Esta frase pode parecer exagero, mas um bom exemplo é o facto de a maior parte das pessoas se lembrarem onde estavam quando souberam da notícia da queda das Torres Gémeas em Nova Iorque, assim como se lembram onde estavam quando viram a notícia do acidente do Senna. Era dia da mãe, eu tinha 10 anos e sei que não vi o Grande Prémio de Imola precisamente porque tínhamos ido almoçar em família. Lembro-me perfeitamente que depois de sairmos do restaurante, enquanto passeávamos por um centro comercial na Póvoa de Varzim, encontrámos um conhecido que nos disse que o Senna tinha tido um acidente e que parecia muito grave, talvez fatal. Não havia telemóveis nem Internet, então não via a hora de chegar a casa e saber o que se tinha passado. Infelizmente a notícia que não queria ouvir estava a ser confirmada.

É difícil explicar o génio de condução de Senna e na verdade já quase tudo foi dito no filme Senna e no tributo especial que o Top Gear fez em 2010, quando Senna faria 50 anos – assim como em múltiplos vídeos que se podem encontrar no YouTube.

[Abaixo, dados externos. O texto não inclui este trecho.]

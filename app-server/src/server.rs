use log::{info, trace};

use std::collections::HashMap;
use std::net::{SocketAddr, TcpStream};
use std::thread;
use std::thread::JoinHandle;

use crossbeam_channel;
use crossbeam_channel::{Receiver, Sender};

use failure::{Error, Fail};

use websocket::client::sync::Client;
use websocket::receiver::Reader;
use websocket::sender::Writer;
use websocket::server::upgrade::sync::Buffer;
use websocket::server::upgrade::WsUpgrade;
use websocket::sync::Server as WsServer;
use websocket::OwnedMessage;

#[derive(Debug, Fail)]
enum ServerError {
  #[fail(display = "Unable to accept connection: {}", cause)]
  RequestAccept { cause: String },
  #[fail(display = "Failed to retrieve the client address: {}", cause)]
  ClientAddress { cause: String },
  #[fail(display = "Only localhost connections are allowed, but found {}", ip)]
  NotLocalhost { ip: String },
  #[fail(display = "Failed to split the client IO: {}", cause)]
  ClientSplit { cause: String },
}

/// Everything that moves between the connection threads, the router and
/// the controller. Payloads are text frames carrying one JSON message.
#[derive(Debug, Clone)]
pub enum Message {
  Connection { port: u16, sender: Sender<Message> },
  Close { port: u16 },
  Incoming { port: u16, data: String },
  Outgoing { port: u16, data: String },
  Stop,
}

type Clients = HashMap<u16, Sender<Message>>;

pub struct Server {
  router_tx: Sender<Message>,
  incoming_rx: Receiver<Message>,
  router_thread: JoinHandle<()>,

  // Blocks on accept; left to die with the process on close.
  #[allow(dead_code)]
  listener_thread: JoinHandle<Result<(), Error>>,
}

impl Server {
  pub fn new(port: u16) -> Result<Server, Error> {
    let (router_tx, router_rx) = crossbeam_channel::unbounded::<Message>();
    let (incoming_tx, incoming_rx) = crossbeam_channel::unbounded::<Message>();

    let router_thread = Self::start_router(router_rx, incoming_tx)?;
    let listener_thread = Self::start_listener(router_tx.clone(), port)?;

    Ok(Server {
      router_tx,
      incoming_rx,
      router_thread,
      listener_thread,
    })
  }

  /// Messages for the controller: Incoming requests and the final Stop.
  pub fn receiver(&self) -> Receiver<Message> {
    self.incoming_rx.clone()
  }

  /// Entry point for Outgoing responses, routed to the addressed client.
  pub fn sender(&self) -> Sender<Message> {
    self.router_tx.clone()
  }

  pub fn close(self) {
    info!("Closing the server ...");

    drop(self.router_tx.send(Message::Stop));
    drop(self.router_thread.join());
  }

  fn start_router(
    router_rx: Receiver<Message>,
    incoming_tx: Sender<Message>,
  ) -> Result<JoinHandle<()>, Error> {
    let handle = thread::Builder::new().name("ws-router".into()).spawn(move || {
      let mut clients: Clients = HashMap::new();

      for msg in router_rx.iter() {
        match msg {
          Message::Connection { port, sender } => {
            clients.insert(port, sender);
          }

          Message::Close { port } => {
            clients.remove(&port);
          }

          Message::Incoming { port, data } => {
            drop(incoming_tx.send(Message::Incoming { port, data }));
          }

          Message::Outgoing { port, data } => {
            if let Some(client_tx) = clients.get(&port) {
              drop(client_tx.send(Message::Outgoing { port, data }));
            }
          }

          Message::Stop => {
            for client_tx in clients.values() {
              drop(client_tx.send(Message::Stop));
            }
            drop(incoming_tx.send(Message::Stop));
            break;
          }
        }
      }

      trace!("Finished the router thread");
    })?;

    Ok(handle)
  }

  fn start_listener(
    router_tx: Sender<Message>,
    port: u16,
  ) -> Result<JoinHandle<Result<(), Error>>, Error> {
    let handle = thread::Builder::new().name("ws-listener".into()).spawn(move || {
      let addr = format!("127.0.0.1:{}", port);
      info!("Starting the WebSocket server at {} ...", addr);
      let server = WsServer::bind(addr)?;
      for request in server.filter_map(Result::ok) {
        Self::accept_request(router_tx.clone(), request);
      }
      Ok(())
    })?;

    Ok(handle)
  }

  fn accept_request(router_tx: Sender<Message>, request: WsUpgrade<TcpStream, Option<Buffer>>) {
    drop(thread::spawn(move || -> Result<(), Error> {
      let (addr, reader, writer) = Self::open_client(request)?;
      let port = addr.port();

      let (client_tx, client_rx) = crossbeam_channel::unbounded::<Message>();
      drop(router_tx.send(Message::Connection {
        port,
        sender: client_tx,
      }));

      Self::write_messages(addr, client_rx, writer)?;
      Self::read_messages(addr, router_tx, reader);

      Ok(())
    }));
  }

  fn open_client(
    request: WsUpgrade<TcpStream, Option<Buffer>>,
  ) -> Result<(SocketAddr, Reader<TcpStream>, Writer<TcpStream>), Error> {
    let mut client = request
      .accept()
      .map_err(|(_, err)| ServerError::RequestAccept {
        cause: err.to_string(),
      })?;

    let addr = Self::ensure_localhost(&mut client)?;
    info!("New WebSocket connection: {}", addr);

    let (reader, writer) = client.split().map_err(|err| ServerError::ClientSplit {
      cause: err.to_string(),
    })?;

    Ok((addr, reader, writer))
  }

  fn ensure_localhost(client: &mut Client<TcpStream>) -> Result<SocketAddr, ServerError> {
    let addr = client.peer_addr().map_err(|err| ServerError::ClientAddress {
      cause: err.to_string(),
    })?;

    let ip = addr.ip();
    if ip.is_loopback() {
      Ok(addr)
    } else {
      drop(client.send_message(&OwnedMessage::Close(None)));
      Err(ServerError::NotLocalhost { ip: ip.to_string() })
    }
  }

  fn write_messages(
    addr: SocketAddr,
    client_rx: Receiver<Message>,
    mut writer: Writer<TcpStream>,
  ) -> Result<(), Error> {
    let thread_name = format!("ws-write-{}", addr.port());
    thread::Builder::new().name(thread_name).spawn(move || {
      for msg in client_rx.iter() {
        match msg {
          Message::Outgoing { data, .. } => {
            trace!("{} Send: {}", addr, data);
            drop(writer.send_message(&OwnedMessage::Text(data)));
          }
          Message::Stop => {
            drop(writer.send_message(&OwnedMessage::Close(None)));
            break;
          }
          _ => {}
        }
      }

      trace!("{} Finished the write thread", addr);
    })?;

    Ok(())
  }

  fn read_messages(addr: SocketAddr, router_tx: Sender<Message>, mut reader: Reader<TcpStream>) {
    let port = addr.port();

    for message in reader.incoming_messages() {
      match message {
        Ok(OwnedMessage::Text(data)) => {
          trace!("{} Text: {}", addr, data);
          drop(router_tx.send(Message::Incoming { port, data }));
        }
        Ok(OwnedMessage::Close(data)) => {
          trace!("{} Close: {:?}", addr, data);
          drop(router_tx.send(Message::Close { port }));
          break;
        }
        Err(err) => {
          // A forced close: the client went away and the kernel cleaned up the socket.
          trace!("{} Err: {:?}", addr, err);
          drop(router_tx.send(Message::Close { port }));
          break;
        }
        _ => {}
      }
    }

    trace!("{} Finished the read thread", addr);
  }
}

Mas nós aqui é mais Histórias! E como hoje faz 25 anos que aquele acidente fatal aconteceu, decidi partilhar aqui algumas histórias, para que o Ayrton Senna nunca venha a morrer!

Sendo eu apenas uma criança quando Senna corria, as memórias são já um pouco turvas, mas há coisas que ficam na memória para sempre. O poster do Williams FW16 na parede do quarto é algo que nunca se esquece. O boné azul do “Nacional” com a assinatura imprimida a amarelo no lado que alguém me trouxe de um Grande Prémio do Estoril também ficará para sempre na minha memória, mais que não seja por terem sido tantas as vezes que o usei. O Williams FW16 também fez parte da minha coleção da Bburago, mas curiosamente não existia o carro do Senna, então a escolha teve que ir para o número 0 do Damon Hill – não imaginam o quanto eu pedi e procurei por aquele número 2 com a bandeira brasileira de lado. O funeral, transmitido na televisão, foi também um momento marcante pois estavam 3 milhões de pessoas nas ruas de São Paulo, algo que dificilmente se esquece.

Senna era um grande ser humano fora da pista e isso é inquestionável. Mas dentro de pista ele tinha um temperamento e uma agressividade que não eram bem vistas por muita gente. Lá em casa as opiniões dividiam-se na luta Senna vs Prost e cada Grande Prémio era visto quase como se fosse um derbie de futebol. Para mim Prost era quase como um vilão de um filme do James Bond, o francês astuto e traiçoeiro que tentava estragar os planos ao meu herói. Com o tempo comecei a entender os dois lados da luta, mas a admiração por Senna não desapareceu. Ainda hoje, no tablier do meu carro está um pequeno vinil que é a assinatura dele.

Curiosamente este “autocolante” era bastante visto na traseira de alguns carros no final da década de 90/inícios de 2000.

A determinação daquele campeão é e será sempre uma inspiração para mim. Havia algo de quase sobrenatural nele, era visto quase como uma divindade no Brasil e no Japão, trouxe esperança ao Brasil e o seu sofrimento na vitória em Interlagos em 1991 comoveu toda a gente. Mas mais importante do que tudo isso, ele trouxe a Fórmula 1 para as pessoas e se não fosse ele, a Fórmula 1 não tinha tido o impacto que teve nas décadas de 80/90. O impacto que um simples desportista conseguiu ter no mundo é praticamente incomparável.

Senna estreou-se na Fórmula 1 um mês antes de eu nascer, cresci a vê-lo na TV e a brincar com o Lotus 97T com que ele ganhou o seu primeiro GP, hoje escrevo sobre ele e sei que não será esquecido, pelo menos no Histórias Sobre Rodas.